Collected data:

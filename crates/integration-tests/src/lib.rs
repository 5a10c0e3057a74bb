//! Integration tests for the Prier storefront.
//!
//! The full router is driven in-process with `tower::ServiceExt::oneshot`
//! against [`FakeStorefront`], an in-memory [`StorefrontApi`].
//!
//! # Running Tests
//!
//! ```bash
//! cargo test -p prier-integration-tests
//! ```

#![allow(clippy::missing_panics_doc, clippy::unwrap_used)]

use std::collections::HashMap;
use std::sync::{Arc, Mutex};
use std::time::Duration;

use async_trait::async_trait;
use axum::Router;
use axum::body::Body;
use axum::http::{Request, Response, header};
use futures::StreamExt;
use prier_core::cart::DiscountCode;
use prier_core::variant::covers;
use prier_core::{
    CartId, CartLineId, CollectionId, Money, ProductId, ProductOption, SelectedOption, VariantId,
};
use prier_storefront::config::{DEFAULT_SITE_TITLE, ShopifyStorefrontConfig, StorefrontConfig};
use prier_storefront::routes;
use prier_storefront::shopify::{
    Cart, CartCost, CartLine, CartLineCost, CartLineInput, CartLineUpdateInput, CartMerchandise,
    CartUserError, Collection, CollectionSummary, HeaderData, PageInfo, PageRequest, Product,
    ProductSummary, ProductVariant, ShopifyError, StorefrontApi,
};
use prier_storefront::state::AppState;
use rust_decimal::Decimal;
use secrecy::SecretString;
use tower::ServiceExt;

/// Id given to every cart the fake creates.
pub const FAKE_CART_ID: &str = "gid://shopify/Cart/c1";

/// Variants loaded together with the product.
const EAGER_VARIANTS: usize = 10;

/// Price of every variant, in cents.
const UNIT_PRICE_CENTS: i64 = 2000;

/// How a deferred catalog read behaves.
#[derive(Debug, Clone, Copy, Default, PartialEq, Eq)]
pub enum Behavior {
    #[default]
    Ready,
    /// Never settles.
    Hang,
    Fail,
}

/// Mutable state behind the fake API.
#[derive(Default)]
pub struct FakeState {
    pub products: Vec<Product>,
    pub collections: Vec<Collection>,
    pub cart: Option<Cart>,
    /// Returned (once) by the next cart mutation instead of applying it.
    pub next_user_errors: Option<Vec<CartUserError>>,
    /// Discount code sets submitted, in order.
    pub submitted_codes: Vec<Vec<String>>,
    pub recommended: Behavior,
    pub variants: Behavior,
}

/// In-memory Storefront API.
#[derive(Default)]
pub struct FakeStorefront {
    pub state: Mutex<FakeState>,
}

What is expected:
Look above for the line with "repository 5a10c0e3057a74bb" and the line with "const EAGER_VARIANTS: usize = 10;". Retype those two lines and every line between them exactly, adding nothing.

Response:
repository 5a10c0e3057a74bb
//! Integration tests for the Prier storefront.
//!
//! The full router is driven in-process with `tower::ServiceExt::oneshot`
//! against [`FakeStorefront`], an in-memory [`StorefrontApi`].
//!
//! # Running Tests
//!
//! ```bash
//! cargo test -p prier-integration-tests
//! ```

#![allow(clippy::missing_panics_doc, clippy::unwrap_used)]

use std::collections::HashMap;
use std::sync::{Arc, Mutex};
use std::time::Duration;

use async_trait::async_trait;
use axum::Router;
use axum::body::Body;
use axum::http::{Request, Response, header};
use futures::StreamExt;
use prier_core::cart::DiscountCode;
use prier_core::variant::covers;
use prier_core::{
    CartId, CartLineId, CollectionId, Money, ProductId, ProductOption, SelectedOption, VariantId,
};
use prier_storefront::config::{DEFAULT_SITE_TITLE, ShopifyStorefrontConfig, StorefrontConfig};
use prier_storefront::routes;
use prier_storefront::shopify::{
    Cart, CartCost, CartLine, CartLineCost, CartLineInput, CartLineUpdateInput, CartMerchandise,
    CartUserError, Collection, CollectionSummary, HeaderData, PageInfo, PageRequest, Product,
    ProductSummary, ProductVariant, ShopifyError, StorefrontApi,
};
use prier_storefront::state::AppState;
use rust_decimal::Decimal;
use secrecy::SecretString;
use tower::ServiceExt;

/// Id given to every cart the fake creates.
pub const FAKE_CART_ID: &str = "gid://shopify/Cart/c1";

/// Variants loaded together with the product.
const EAGER_VARIANTS: usize = 10;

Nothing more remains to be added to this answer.